Boost BI & Development with Metadata-Driven ETL Framework:Data First, Insight-Lead, Organisations with Metadata-Driven Data ETL Architecture.
Ryan Julyan
Senior Data Engineer @ BSG | Data and Analytics Assets | Senior Software Developer
Abstract:
All businesses must quickly, effectively, and efficiently source and report the data that drives daily operations.
In today’s economy, a key trend for Insurance (Health, Property and Casualty, Life), Healthcare (Hospitals, Clinics, Doctors Groups), and Other Financial Services (Banking and Investment Management) organisations are to continue to grow and adapt, where success is measured in speed. Analysts and decision-makers can make faster actionable insights, the greater the chance that information can be translated into value for the organisation.
To implement an agile approach, organisations must reconsider the divided handoffs from one division to another, preventing open communication between business users, developers, and architects that create traditional Enterprise Data Warehouse (EDW) development — instead, a suitable method of incorporating metadata to shorten and create iterative development cycles.
Why Metadata-Driven Architecture:
Organisations must provide standard, accessible, and generic services and data analytics, enabling each team level to report on relevant data in a near real-time manner. However, traditional methods can limit organisations from growing and adapting because they are limited to technology or some predefined structures that are too difficult or expensive to change, not to mention the challenges of integrating business systems and data from similar organisations or divisions.

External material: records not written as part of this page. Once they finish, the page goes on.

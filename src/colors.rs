//! Wire color model.
//!
//! A [`SingleColor`] carries the English two-letter code, the German
//! short code, and the HTML value for one base color. A [`MultiColor`]
//! is an ordered run of one to three base colors, as found on striped
//! wire insulation. Rendering never touches global state: the caller
//! passes a [`ColorMode`] to every call that produces text.

use serde::de::Error as _;
use serde::{Deserialize, Deserializer, Serialize, Serializer};
use std::fmt;

use crate::error::HarnessError;

/// One entry of the known-color table.
#[derive(Debug, Clone, Copy)]
pub struct KnownColor {
    pub html: &'static str,
    pub code_de: &'static str,
    pub full_en: &'static str,
    pub full_de: &'static str,
}

const KNOWN_COLORS: &[(&str, KnownColor)] = &[
    ("BK", KnownColor { html: "#000000", code_de: "sw", full_en: "black", full_de: "schwarz" }),
    ("WH", KnownColor { html: "#ffffff", code_de: "ws", full_en: "white", full_de: "weiß" }),
    ("GY", KnownColor { html: "#999999", code_de: "gr", full_en: "grey", full_de: "grau" }),
    ("PK", KnownColor { html: "#ff66cc", code_de: "rs", full_en: "pink", full_de: "rosa" }),
    ("RD", KnownColor { html: "#ff0000", code_de: "rt", full_en: "red", full_de: "rot" }),
    ("OG", KnownColor { html: "#ff8000", code_de: "or", full_en: "orange", full_de: "orange" }),
    ("YE", KnownColor { html: "#ffff00", code_de: "ge", full_en: "yellow", full_de: "gelb" }),
    ("OL", KnownColor { html: "#708000", code_de: "ol", full_en: "olive green", full_de: "olivgrün" }),
    ("GN", KnownColor { html: "#00ff00", code_de: "gn", full_en: "green", full_de: "grün" }),
    ("TQ", KnownColor { html: "#00ffff", code_de: "tk", full_en: "turquoise", full_de: "türkis" }),
    ("LB", KnownColor { html: "#a0dfff", code_de: "hb", full_en: "light blue", full_de: "hellblau" }),
    ("BU", KnownColor { html: "#0066ff", code_de: "bl", full_en: "blue", full_de: "blau" }),
    ("VT", KnownColor { html: "#8000ff", code_de: "vi", full_en: "violet", full_de: "violett" }),
    ("BN", KnownColor { html: "#895956", code_de: "br", full_en: "brown", full_de: "braun" }),
    ("BG", KnownColor { html: "#ceb673", code_de: "bg", full_en: "beige", full_de: "beige" }),
    ("IV", KnownColor { html: "#f5f0d0", code_de: "eb", full_en: "ivory", full_de: "elfenbein" }),
    ("SL", KnownColor { html: "#708090", code_de: "si", full_en: "slate", full_de: "schiefer" }),
    ("CU", KnownColor { html: "#d6775e", code_de: "ku", full_en: "copper", full_de: "Kupfer" }),
    ("SN", KnownColor { html: "#aaaaaa", code_de: "vz", full_en: "tin", full_de: "verzinkt" }),
    ("SR", KnownColor { html: "#84878c", code_de: "ag", full_en: "silver", full_de: "Silber" }),
    ("GD", KnownColor { html: "#ffcf80", code_de: "au", full_en: "gold", full_de: "Gold" }),
];

fn known_color(code: &str) -> Option<&'static KnownColor> {
    let upper = code.to_uppercase();
    KNOWN_COLORS
        .iter()
        .find(|(key, _)| *key == upper)
        .map(|(_, color)| color)
}

/// Text output mode for color rendering.
///
/// Passed explicitly to every rendering call; there is no process-wide
/// output mode.
#[derive(Debug, Clone, Copy, Default, PartialEq, Eq, Serialize, Deserialize)]
#[serde(rename_all = "snake_case")]
pub enum ColorMode {
    #[default]
    EnUpper,
    EnLower,
    DeUpper,
    DeLower,
    HtmlUpper,
    HtmlLower,
}

impl ColorMode {
    fn is_lower(self) -> bool {
        matches!(self, Self::EnLower | Self::DeLower | Self::HtmlLower)
    }

    fn is_html(self) -> bool {
        matches!(self, Self::HtmlUpper | Self::HtmlLower)
    }

    fn is_german(self) -> bool {
        matches!(self, Self::DeUpper | Self::DeLower)
    }

    fn convert_case(self, text: &str) -> String {
        if self.is_lower() {
            text.to_lowercase()
        } else {
            text.to_uppercase()
        }
    }
}

/// A single base color.
#[derive(Debug, Clone, PartialEq, Eq)]
pub struct SingleColor {
    code_en: String,
    code_de: String,
    html: String,
    known: bool,
}

impl SingleColor {
    /// Parse a color from text: a known two-letter code
    /// (case-insensitive, canonicalized to uppercase) or a literal
    /// HTML color.
    pub fn parse(input: &str) -> Self {
        match known_color(input) {
            Some(entry) => {
                let upper = input.to_uppercase();
                Self {
                    code_en: upper,
                    code_de: entry.code_de.to_string(),
                    html: entry.html.to_string(),
                    known: true,
                }
            }
            None => Self {
                code_en: input.to_string(),
                code_de: input.to_string(),
                html: input.to_string(),
                known: false,
            },
        }
    }

    /// Build a color from a 24-bit RGB value. The result is formatted
    /// as `#rrggbb` and flagged as not a known code, so no reverse
    /// lookup to a short code happens.
    pub fn from_rgb(rgb: u32) -> Self {
        let hex = format!("#{rgb:06x}");
        Self {
            code_en: hex.clone(),
            code_de: hex.clone(),
            html: hex,
            known: false,
        }
    }

    pub fn known(&self) -> bool {
        self.known
    }

    pub fn html(&self) -> &str {
        &self.html
    }

    pub fn code_en(&self) -> &str {
        &self.code_en
    }

    pub fn code_de(&self) -> &str {
        &self.code_de
    }

    /// Full English name, for known codes only.
    pub fn full_en(&self) -> Option<&'static str> {
        if self.known {
            known_color(&self.code_en).map(|entry| entry.full_en)
        } else {
            None
        }
    }

    /// Full German name, for known codes only.
    pub fn full_de(&self) -> Option<&'static str> {
        if self.known {
            known_color(&self.code_en).map(|entry| entry.full_de)
        } else {
            None
        }
    }

    /// Render in the given output mode. Unknown colors always render
    /// as their HTML value.
    pub fn render(&self, mode: ColorMode) -> String {
        let raw = if !self.known || mode.is_html() {
            &self.html
        } else if mode.is_german() {
            &self.code_de
        } else {
            &self.code_en
        };
        mode.convert_case(raw)
    }
}

impl fmt::Display for SingleColor {
    fn fmt(&self, f: &mut fmt::Formatter<'_>) -> fmt::Result {
        f.write_str(&self.render(ColorMode::default()))
    }
}

/// An ordered run of base colors, as printed on striped insulation.
#[derive(Debug, Clone, Default, PartialEq, Eq)]
pub struct MultiColor {
    colors: Vec<SingleColor>,
}

impl MultiColor {
    pub fn new(colors: Vec<SingleColor>) -> Self {
        Self { colors }
    }

    pub fn from_single(color: SingleColor) -> Self {
        Self { colors: vec![color] }
    }

    pub fn from_rgb(rgb: u32) -> Self {
        Self::from_single(SingleColor::from_rgb(rgb))
    }

    /// Parse a color run from text.
    ///
    /// `:`-separated segments are each parsed as a single color. An
    /// even-length string whose every 2-character chunk is a known code
    /// splits into that many singles (`"GYPK"` is grey + pink).
    /// Anything else is one literal HTML color.
    pub fn parse(input: &str) -> Self {
        if input.contains(':') {
            return Self {
                colors: input.split(':').map(SingleColor::parse).collect(),
            };
        }
        if !input.is_empty() && input.len() % 2 == 0 && input.is_ascii() {
            let chunks: Vec<&str> = input
                .as_bytes()
                .chunks(2)
                .map(|pair| std::str::from_utf8(pair).unwrap_or(input))
                .collect();
            if chunks.iter().all(|chunk| known_color(chunk).is_some()) {
                return Self {
                    colors: chunks.into_iter().map(SingleColor::parse).collect(),
                };
            }
        }
        Self::from_single(SingleColor::parse(input))
    }

    pub fn len(&self) -> usize {
        self.colors.len()
    }

    pub fn is_empty(&self) -> bool {
        self.colors.is_empty()
    }

    pub fn colors(&self) -> &[SingleColor] {
        &self.colors
    }

    pub fn all_known(&self) -> bool {
        self.colors.iter().all(SingleColor::known)
    }

    /// Render in the given output mode. Segments join with no separator
    /// when every segment is a known code in an EN/DE mode (`GYPK`);
    /// otherwise, and always in HTML modes, with `:`.
    pub fn render(&self, mode: ColorMode) -> String {
        let joiner = if !mode.is_html() && self.all_known() {
            ""
        } else {
            ":"
        };
        self.colors
            .iter()
            .map(|color| color.render(mode))
            .collect::<Vec<_>>()
            .join(joiner)
    }

    /// All segments as HTML values, `:`-joined (Graphviz color-list
    /// syntax).
    pub fn html(&self) -> String {
        self.colors
            .iter()
            .map(|color| color.html().to_string())
            .collect::<Vec<_>>()
            .join(":")
    }

    /// Pad to a three-stripe bar: one color is tripled, two become
    /// `[first, second, first]` so a two-tone wire reads centered,
    /// three pass through. More than three segments is an unsupported
    /// configuration.
    pub fn padded(&self) -> Result<Vec<SingleColor>, HarnessError> {
        match self.colors.as_slice() {
            [] => Ok(vec![]),
            [single] => Ok(vec![single.clone(); 3]),
            [first, second] => Ok(vec![first.clone(), second.clone(), first.clone()]),
            [_, _, _] => Ok(self.colors.clone()),
            longer => Err(HarnessError::UnsupportedPadding(longer.len())),
        }
    }

    /// Padded stripe bar as a `:`-joined HTML color list.
    pub fn html_padded(&self) -> Result<String, HarnessError> {
        Ok(self
            .padded()?
            .iter()
            .map(|color| color.html().to_string())
            .collect::<Vec<_>>()
            .join(":"))
    }
}

impl fmt::Display for MultiColor {
    fn fmt(&self, f: &mut fmt::Formatter<'_>) -> fmt::Result {
        f.write_str(&self.render(ColorMode::default()))
    }
}

impl Serialize for MultiColor {
    fn serialize<S: Serializer>(&self, serializer: S) -> Result<S::Ok, S::Error> {
        serializer.serialize_str(&self.render(ColorMode::EnUpper))
    }
}

impl<'de> Deserialize<'de> for MultiColor {
    fn deserialize<D: Deserializer<'de>>(deserializer: D) -> Result<Self, D::Error> {
        #[derive(Deserialize)]
        #[serde(untagged)]
        enum Scalar {
            Number(u32),
            Text(String),
        }

        #[derive(Deserialize)]
        #[serde(untagged)]
        enum Input {
            Number(u32),
            Text(String),
            List(Vec<Scalar>),
        }

        match Input::deserialize(deserializer)? {
            Input::Number(rgb) => Ok(Self::from_rgb(rgb)),
            Input::Text(text) => Ok(Self::parse(&text)),
            Input::List(items) => {
                let colors = items
                    .into_iter()
                    .map(|item| match item {
                        Scalar::Number(rgb) => Ok(SingleColor::from_rgb(rgb)),
                        Scalar::Text(text) if !text.is_empty() => Ok(SingleColor::parse(&text)),
                        Scalar::Text(_) => Err(D::Error::custom("empty color segment")),
                    })
                    .collect::<Result<_, _>>()?;
                Ok(Self::new(colors))
            }
        }
    }
}

/// Standard wire color-code tables. A bundle declared with a scheme
/// instead of an explicit color list draws its wire colors from the
/// table in order.
#[derive(Debug, Clone, Copy, PartialEq, Eq, Serialize, Deserialize)]
#[serde(rename_all = "UPPERCASE")]
pub enum ColorScheme {
    Din,
    Iec,
    Bw,
    Tel,
    Telalt,
    T568a,
    T568b,
}

impl ColorScheme {
    pub fn codes(self) -> &'static [&'static str] {
        match self {
            Self::Din => &[
                "WH", "BN", "GN", "YE", "GY", "PK", "BU", "RD", "BK", "VT", "GYPK", "RDBU",
                "WHGN", "BNGN", "WHYE", "YEBN", "WHGY", "GYBN", "WHPK", "PKBN", "WHBU", "BNBU",
                "WHRD", "BNRD", "WHBK", "BNBK", "GYGN", "YEGY", "PKGN", "YEPK", "GNBU", "YEBU",
                "GNRD", "YERD", "GNBK", "YEBK", "GYBU", "PKBU", "GYRD", "PKRD", "GYBK", "PKBK",
                "BUBK", "RDBK", "WHBNBK", "YEGNBK", "GYPKBK", "RDBUBK", "WHGNBK", "BNGNBK",
                "WHYEBK", "YEBNBK", "WHGYBK", "GYBNBK", "WHPKBK", "PKBNBK", "WHBUBK",
                "BNBUBK", "WHRDBK", "BNRDBK",
            ],
            Self::Iec => &["BN", "RD", "OG", "YE", "GN", "BU", "VT", "GY", "WH", "BK"],
            Self::Bw => &["BK", "WH"],
            // 25-pair color code: ring then tip of each pair
            Self::Tel => &[
                "BUWH", "WHBU", "OGWH", "WHOG", "GNWH", "WHGN", "BNWH", "WHBN", "SLWH", "WHSL",
                "BURD", "RDBU", "OGRD", "RDOG", "GNRD", "RDGN", "BNRD", "RDBN", "SLRD", "RDSL",
                "BUBK", "BKBU", "OGBK", "BKOG", "GNBK", "BKGN", "BNBK", "BKBN", "SLBK", "BKSL",
                "BUYE", "YEBU", "OGYE", "YEOG", "GNYE", "YEGN", "BNYE", "YEBN", "SLYE", "YESL",
                "BUVT", "VTBU", "OGVT", "VTOG", "GNVT", "VTGN", "BNVT", "VTBN", "SLVT", "VTSL",
            ],
            // 25-pair color code: tip then ring of each pair
            Self::Telalt => &[
                "WHBU", "BU", "WHOG", "OG", "WHGN", "GN", "WHBN", "BN", "WHSL", "SL",
                "RDBU", "BURD", "RDOG", "OGRD", "RDGN", "GNRD", "RDBN", "BNRD", "RDSL", "SLRD",
                "BKBU", "BUBK", "BKOG", "OGBK", "BKGN", "GNBK", "BKBN", "BNBK", "BKSL", "SLBK",
                "YEBU", "BUYE", "YEOG", "OGYE", "YEGN", "GNYE", "YEBN", "BNYE", "YESL", "SLYE",
                "VTBU", "BUVT", "VTOG", "OGVT", "VTGN", "GNVT", "VTBN", "BNVT", "VTSL", "SLVT",
            ],
            Self::T568a => &["WHGN", "GN", "WHOG", "BU", "WHBU", "OG", "WHBN", "BN"],
            Self::T568b => &["WHOG", "OG", "WHGN", "BU", "WHBU", "GN", "WHBN", "BN"],
        }
    }
}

It becomes easier and more efficient to achieve the goal of providing standard, accessible, near real-time services and reports on relevant data by implementing a flexible Enterprise Data Warehouse (EDW)/Analytics Architecture that implements a metadata-driven Extract, Transform and Load (ETL) framework and a simplified Service-oriented architecture (SOA) services approach, providing visibility of the procedures and processes in the Enterprise Data Warehouse (EDW)/Analytics Architecture by allowing all users in an organisation to quickly manage and control their data without going into the code itself, reducing the dependency on strong technical knowledge to deliver business solutions.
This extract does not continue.